Meetings. They’re a nuisance before you even show up. Why? Following an endless stream of emails, text messages, and Doodle Polls, you’ve spent so much time figuring out when to meet, you’ve forgotten what you were supposed to talk about. Having lost so much time, you start to think, “Somebody needs to hold a meeting to discuss how to plan meetings.”
Better put that conversation on hold, as there’s finally a better way. Introducing Calmeet: a revolutionary app that helps you and the people you care about find the ideal time to get together. Calmeet imports user calendar information from sources like Google Calendar, iCal, and more before a patent-pending algorithm suggests possible meeting times for your group by checking everyone’s availability. The app also integrates your contact information from your phone, email, and social media platforms to save you trouble in reaching out to your group. The best part? It’s all free.

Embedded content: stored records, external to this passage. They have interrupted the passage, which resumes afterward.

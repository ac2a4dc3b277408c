//! Minimal HTTP/1 GET over hyper, either direct or through a forward proxy

use std::time::Duration;

use bytes::Bytes;
use http_body_util::{BodyExt, Empty};
use hyper::header::{CONNECTION, HOST, USER_AGENT};
use hyper::{Request, StatusCode};
use tokio::net::TcpStream;
use tracing::debug;
use url::Url;

use crate::error::{Result, ReelError};
use crate::models::Proxy;

const CLIENT_USER_AGENT: &str = concat!("proxyreel/", env!("CARGO_PKG_VERSION"));

/// Response status and fully collected body
#[derive(Debug, Clone)]
pub struct HttpResponse {
    pub status: StatusCode,
    pub body: Bytes,
}

impl HttpResponse {
    pub fn text(&self) -> String {
        String::from_utf8_lossy(&self.body).into_owned()
    }
}

/// GET `url`, optionally through `via`
///
/// Through a proxy the request line carries the absolute URL; directly it
/// carries the origin-form path. Only plain `http` targets are supported.
pub async fn get(url: &Url, via: Option<&Proxy>, timeout: Duration) -> Result<HttpResponse> {
    get_as(url, via, None, timeout).await
}

/// [`get`] with an explicit `User-Agent`
pub async fn get_as(
    url: &Url,
    via: Option<&Proxy>,
    user_agent: Option<&str>,
    timeout: Duration,
) -> Result<HttpResponse> {
    if url.scheme() != "http" {
        return Err(ReelError::UnsupportedProtocol(format!(
            "{} (only http targets are supported)",
            url.scheme()
        )));
    }

    let host = url
        .host_str()
        .ok_or_else(|| ReelError::Http(format!("{} has no host", url)))?;
    let port = url.port_or_known_default().unwrap_or(80);
    let host_header = match url.port() {
        Some(p) => format!("{}:{}", host, p),
        None => host.to_string(),
    };

    let (connect_addr, request_uri) = match via {
        Some(proxy) => (proxy.host_port().to_string(), url.to_string()),
        None => {
            let mut path = url.path().to_string();
            if let Some(query) = url.query() {
                path.push('?');
                path.push_str(query);
            }
            (format!("{}:{}", host, port), path)
        }
    };

    let user_agent = user_agent.unwrap_or(CLIENT_USER_AGENT);
    tokio::time::timeout(
        timeout,
        send(&connect_addr, &request_uri, &host_header, user_agent),
    )
    .await
    .map_err(|_| ReelError::Timeout)?
}

async fn send(
    connect_addr: &str,
    request_uri: &str,
    host_header: &str,
    user_agent: &str,
) -> Result<HttpResponse> {
    let stream = TcpStream::connect(connect_addr)
        .await
        .map_err(|e| ReelError::ProxyConnectionFailed(format!("TCP connect failed: {}", e)))?;

    let io = hyper_util::rt::TokioIo::new(stream);
    let (mut sender, conn) = hyper::client::conn::http1::handshake(io)
        .await
        .map_err(|e| ReelError::ProxyConnectionFailed(format!("Handshake failed: {}", e)))?;

    tokio::spawn(async move {
        if let Err(e) = conn.await {
            debug!("Connection ended: {}", e);
        }
    });

    let request = Request::builder()
        .method("GET")
        .uri(request_uri)
        .header(HOST, host_header)
        .header(USER_AGENT, user_agent)
        .header(CONNECTION, "close")
        .body(Empty::<Bytes>::new())?;

    let response = sender.send_request(request).await?;
    let (parts, body) = response.into_parts();
    let body = body.collect().await?.to_bytes();

    Ok(HttpResponse {
        status: parts.status,
        body,
    })
}

#[cfg(test)]
pub(crate) mod test_server {
    //! Tiny canned-response HTTP server for tests

    use std::net::SocketAddr;
    use std::sync::atomic::{AtomicUsize, Ordering};
    use std::sync::Arc;

    use tokio::io::{AsyncReadExt, AsyncWriteExt};
    use tokio::net::TcpListener;

    pub struct TestServer {
        pub addr: SocketAddr,
        pub hits: Arc<AtomicUsize>,
        pub requests: Arc<parking_lot::Mutex<Vec<String>>>,
    }

    impl TestServer {
        pub fn hits(&self) -> usize {
            self.hits.load(Ordering::SeqCst)
        }
    }

    /// Serve `status` with `body` to every connection
    pub async fn spawn(status: u16, body: &'static str) -> TestServer {
        let listener = TcpListener::bind("127.0.0.1:0").await.unwrap();
        let addr = listener.local_addr().unwrap();
        let hits = Arc::new(AtomicUsize::new(0));
        let requests = Arc::new(parking_lot::Mutex::new(Vec::new()));

        let hits_clone = hits.clone();
        let requests_clone = requests.clone();
        tokio::spawn(async move {
            loop {
                let Ok((mut socket, _)) = listener.accept().await else {
                    break;
                };
                hits_clone.fetch_add(1, Ordering::SeqCst);
                let requests = requests_clone.clone();
                tokio::spawn(async move {
                    let mut buf = vec![0u8; 4096];
                    let n = socket.read(&mut buf).await.unwrap_or(0);
                    requests
                        .lock()
                        .push(String::from_utf8_lossy(&buf[..n]).into_owned());
                    let response = format!(
                        "HTTP/1.1 {} X\r\nContent-Length: {}\r\nConnection: close\r\n\r\n{}",
                        status,
                        body.len(),
                        body
                    );
                    let _ = socket.write_all(response.as_bytes()).await;
                    let _ = socket.shutdown().await;
                });
            }
        });

        TestServer {
            addr,
            hits,
            requests,
        }
    }
}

Calmeet was founded by Aditya Rahalkar, who graduated from Cornell in December of 2014. In this interview, Aditya took some time away from Calmeet and his full-time consulting job to talk with Entrepreneurship@Dyson about his success and the thrill of being an entrepreneur.
How did you come up with the idea for Calmeet?
It all started with my junior year internship at PwC. A lot of enterprises have calendar meeting software that enables them to plan very effectively. There’s this giant database that functions as a giant address book for everyone in the company. At the company, if I want to plan a meeting with you, I can open up your calendar, see when you’re free, and put a time to meet on your calendar. I don’t have to send you emails, I don’t have to ask you when you’re free, and that’s it. The functionality is great, but the user interface is terrible.
What’s this process like for the everyday consumer who wants to plan a meeting?
On the consumer end, for programs like Doodle Poll, if you’re the host, you’re sitting there waiting for everyone else to fill out the poll, and half the time people will ignore your poll altogether. We wanted to combine the enterprise functionality with user interface and design, and bring all of this to consumers for free.
How are you monetizing this if Calmeet is free?
It’s completely free for consumers. There are no ads, nothing. On the front-end, it’s a calendar app that will save you time, but the true value went into developing the back-end, which allows us to have companies interact with consumers in ways that they never have before. We have a mutually beneficial relationship with programs like Google Calendar and iCal that encourages users to update their calendars and integrate them with Calmeet.
What was your biggest challenge in developing Calmeet?
The biggest challenge was attracting the coding talent. A lot of times you’ll see new business founders outsource the development to a firm in India or the Philippines, or hire someone to build it for them who then leaves. That presents problems, especially because I wanted to have a deep understanding of every aspect of the product, of the company, of everything. I spent a month sitting down and teaching myself iOS programming. That allowed me to attract my co-founder who is very technical with an engineering background.
At what point would you say Calmeet is a success?
I don’t see it as a point. The arbitrary point could be to say we’re successful when we have 200,000 users, but I obviously would prefer 300,000. We want to help as many people as possible. The way I look at it is that every day there are successes and failures, and most days, there are going to be more failures than successes. I see it as learning from the failures and enjoying the successes when you’re working on a project like this.
What has been the most important step you’ve taken to advance Calmeet?
The biggest step has been thinking about the problem as consumers. I faced the problem, my co-founder faced the problem, and we recognized that we faced the problem very early. There are good and bad motives for starting a company, and the most important thing is making sure that you’re solving a real problem. We made sure we surveyed the population, and Cornell was great for that.
What inspired you to take the leap and actually start Calmeet as a business?
At the root of it, I wanted to solve a problem. We found that over 90% of people in our surveys wasted time planning meetings, and nothing really existed to solve that. I graduated from Cornell a semester early, in December of 2014, to work on Calmeet. From January to July, I was couch-surfing to lock myself in a room and focus on Calmeet to get stuff done. I even told my girlfriend not to come see me because I was that focused on this, and that passionate about making Calmeet a reality. That may have been a bit extreme, but it was such a good learning experience. If I didn’t have that level of passion, I wouldn’t be able to do it. For other entrepreneurs, it’s about finding that one thing you’re really passionate about and going for it.
What advice do you have for aspiring entrepreneurs?
The biggest advice I have is don’t be afraid to fail. There’s this stigma that causes people to say, “I have to impress my friends, I have to make money.” There’s a big focus on doing things for someone else, but if you do things for them and not for yourself, it won’t be personally valuable to you. I encounter failures every day, but I’m not afraid of them. I learn from them, and it’s a constant learning process. The other piece is to do it for the right reasons. Find that passion, find that problem, seek to solve it, and figure everything else out along the way.